In connection with the asset purchase agreement, the Company entered into a debt commitment letter effective April 5, 2020 with certain initial lenders who have committed to provide a secured term loan facility in an aggregate principal amount of up to $140.0 million, subject to the satisfaction of certain customary closing conditions. The facilities are available to finance the acquisition and to pay fees and expenses incurred in connection therewith. The commitment letter provides that the term loan facility will have a -year term and that term loans will bear interest at either an Adjusted LIBOR plus a fixed applicable margin of 4.25% per annum or an Adjusted Base Rate plus a fixed applicable margin of 3.25% per annum, at our option. The incremental term loan facility will be subject to a financial covenant of an initial maximum total net leverage ratio of 3.5 to 1 which decreases to 3.0 to 1 beginning with the sixth full fiscal quarter ending after the close of the transaction. The definitive documentation governing the debt financing has not been finalized, and, accordingly, the actual terms may differ from the description of such terms in the commitment letter.

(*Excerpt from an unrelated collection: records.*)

//! Test harness: one session coordinator and several sync engines joined by
//! in-memory links whose delivery the test controls step by step.

#![allow(dead_code)]

use code_collab::coordinator::{SessionConfig, SessionCoordinator};
use code_collab::editor::{EditorChange, MemoryEditor};
use code_collab::message::{Envelope, Message};
use code_collab::presence::Identity;
use code_collab::store::{DocumentStore, MemoryDocumentStore, StoredDocument};
use code_collab::sync::{ClientConfig, SyncEngine};
use code_collab::{ClientId, ConnectionId, Editor, SessionId, UserId};
use std::collections::VecDeque;
use std::sync::Arc;
use std::time::Duration;
use tokio::sync::mpsc::{self, UnboundedReceiver, UnboundedSender};
use tokio::time::Instant;

pub const SESSION: &str = "room";

pub struct Link {
    pub connection_id: ConnectionId,
    sender: UnboundedSender<Envelope>,
    downstream: UnboundedReceiver<Envelope>,
    /// Client to server, not yet delivered.
    upstream: VecDeque<Message>,
}

pub struct SimulatedClient {
    pub engine: SyncEngine<MemoryEditor>,
    pub link: Option<Link>,
}

pub struct CollaborationHarness {
    pub coordinator: SessionCoordinator,
    pub clients: Vec<SimulatedClient>,
    pub now: Instant,
    pub store: Arc<MemoryDocumentStore>,
}

impl CollaborationHarness {
    pub fn new() -> Self {
        Self::with_config(SessionConfig::default(), "", 0)
    }

    pub fn with_document(content: &str, version: u64) -> Self {
        Self::with_config(SessionConfig::default(), content, version)
    }

    pub fn with_config(config: SessionConfig, content: &str, version: u64) -> Self {
        let store = Arc::new(MemoryDocumentStore::new());
        store
            .save(&StoredDocument::new(SessionId::new(SESSION), content, version))
            .unwrap();
        Self {
            coordinator: SessionCoordinator::new(SessionId::new(SESSION), config, store.clone()),
            clients: Vec::new(),
            now: Instant::now(),
            store,
        }
    }

    /// Add an offline client named `name` (also its user and client id).
    pub fn add_client(&mut self, name: &str) -> usize {
        let engine = SyncEngine::new(
            SessionId::new(SESSION),
            ClientId::new(name),
            Identity::new(UserId::new(name), name),
            MemoryEditor::new(""),
            ClientConfig::default(),
        );
        self.clients.push(SimulatedClient { engine, link: None });
        self.clients.len() - 1
    }

    pub fn engine(&self, idx: usize) -> &SyncEngine<MemoryEditor> {
        &self.clients[idx].engine
    }

    pub fn document(&self, idx: usize) -> &str {
        self.clients[idx].engine.document()
    }

    pub fn connect(&mut self, idx: usize) {
        let (sender, downstream) = mpsc::unbounded_channel();
        let client = &mut self.clients[idx];
        let upstream = client.engine.on_connected().into();
        client.link = Some(Link {
            connection_id: ConnectionId::next(),
            sender,
            downstream,
            upstream,
        });
    }

    /// Drop the link; undelivered messages in both directions are lost.
    pub fn disconnect(&mut self, idx: usize) {
        let client = &mut self.clients[idx];
        if let Some(link) = client.link.take() {
            self.coordinator.leave(link.connection_id);
        }
        client.engine.on_disconnected();
    }

    pub fn queue(&mut self, idx: usize, messages: impl IntoIterator<Item = Message>) {
        if let Some(link) = &mut self.clients[idx].link {
            link.upstream.extend(messages);
        }
    }

    /// The user types `change` into the client's editor.
    pub fn edit(&mut self, idx: usize, change: EditorChange) {
        let now = self.now;
        let engine = &mut self.clients[idx].engine;
        let change = engine.editor_mut().edit(change).unwrap();
        engine.local_change(change, now).unwrap();
    }

    pub fn insert(&mut self, idx: usize, offset: usize, text: &str) {
        self.edit(idx, EditorChange::insert(offset, text));
    }

    pub fn flush(&mut self, idx: usize) {
        let out = self.clients[idx].engine.flush();
        self.queue(idx, out);
    }

    /// Type then flush, as one released operation.
    pub fn type_and_flush(&mut self, idx: usize, offset: usize, text: &str) {
        self.insert(idx, offset, text);
        self.flush(idx);
    }

    /// Deliver everything the client has sent. Returns the message count.
    pub fn deliver_up(&mut self, idx: usize) -> usize {
        let mut count = 0;
        while self.deliver_one_up(idx) {
            count += 1;
        }
        count
    }

    /// Deliver only the oldest undelivered client message.
    pub fn deliver_one_up(&mut self, idx: usize) -> bool {
        let client = &mut self.clients[idx];
        let Some(link) = &mut client.link else {
            return false;
        };
        let Some(message) = link.upstream.pop_front() else {
            return false;
        };
        match message {
            Message::UserJoin(_) => self
                .coordinator
                .join(
                    link.connection_id,
                    client.engine.client_id().clone(),
                    client.engine.identity().clone(),
                    link.sender.clone(),
                )
                .unwrap(),
            other => self.coordinator.handle(link.connection_id, other).unwrap(),
        }
        true
    }

    /// Deliver everything the server has sent the client.
    pub fn deliver_down(&mut self, idx: usize) -> usize {
        let now = self.now;
        let client = &mut self.clients[idx];
        let Some(link) = &mut client.link else {
            return 0;
        };
        let mut count = 0;
        while let Ok(envelope) = link.downstream.try_recv() {
            count += 1;
            let replies = client.engine.handle_message(envelope.message, now);
            link.upstream.extend(replies);
        }
        count
    }

    /// Duplicate every undelivered server message to the client.
    pub fn duplicate_down(&mut self, idx: usize) {
        let Some(link) = &mut self.clients[idx].link else {
            return;
        };
        let mut pending = Vec::new();
        while let Ok(envelope) = link.downstream.try_recv() {
            pending.push(envelope);
        }
        for envelope in pending.iter().chain(pending.iter()) {
            link.sender.send(envelope.clone()).unwrap();
        }
    }

    /// Run every link until no messages move.
    pub fn settle(&mut self) {
        loop {
            let mut moved = 0;
            for idx in 0..self.clients.len() {
                moved += self.deliver_up(idx);
                moved += self.deliver_down(idx);
            }
            if moved == 0 {
                break;
            }
        }
    }

    /// Let time pass and drive every engine's timers.
    pub fn advance(&mut self, millis: u64) {
        self.now += Duration::from_millis(millis);
        let now = self.now;
        for idx in 0..self.clients.len() {
            let out = self.clients[idx].engine.poll(now);
            self.queue(idx, out);
        }
    }

    /// Every connected client matches the server, in content and version.
    pub fn assert_converged(&self) {
        let content = self.coordinator.content().unwrap();
        let version = self.coordinator.version().unwrap();
        for client in self.clients.iter().filter(|c| c.link.is_some()) {
            let engine = &client.engine;
            assert_eq!(engine.document(), content, "client {} diverged", engine.client_id());
            assert_eq!(engine.version(), version, "client {} version", engine.client_id());
            assert_eq!(engine.editor().value(), content, "editor of {}", engine.client_id());
            assert!(engine.pending().is_empty(), "client {} has pending work", engine.client_id());
        }
    }
}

The consummation of the closing is not subject to a financing condition but is subject to customary conditions to closing, including the receipt of approval (or expiration of the waiting period) under the Hart-Scott-Rodino Antitrust Improvements Act of 1976, or HSR. On April 21, 2020, the U.S. Federal Trade Commission (FTC) granted early termination of the waiting period with respect to the pending acquisition. In addition, as required by local law in certain jurisdictions, Intel has initiated consultations on the proposed transaction with its relevant works councils, trade unions and other employee organizations. Either party may terminate the Purchase Agreement, subject to certain exceptions, (i) if the closing has not occurred by December 5, 2020 or (ii) if a legal restraint would prevent the consummation of the closing.
In connection with the transaction, MaxLinear and Intel have agreed to enter into, as of the closing, certain other ancillary agreements, including (i) an intellectual property matters agreement, pursuant to which Intel will grant to MaxLinear a license to certain intellectual property rights for use by MaxLinear in connection with the acquired assets and MaxLinear will grant back to Intel a license to the intellectual property rights in the acquired assets, (ii) a supply agreement, pursuant to which Intel will manufacture and fabricate certain products for MaxLinear that are part of the acquired assets, (iii) an ethernet network controller services agreement, pursuant to which MaxLinear will provide Intel with certain development services with respect to certain Intel ethernet network controller products, (iv) a transition services agreement, pursuant to which Intel will provide certain services on a transitional basis for up to a 12-month period after the closing, the scope of which includes services relating to real estate and facilities, information technology, and supply chain, procurement, sales operations, and engineering support, and (v) a side letter regarding the delayed transfer of certain inventory.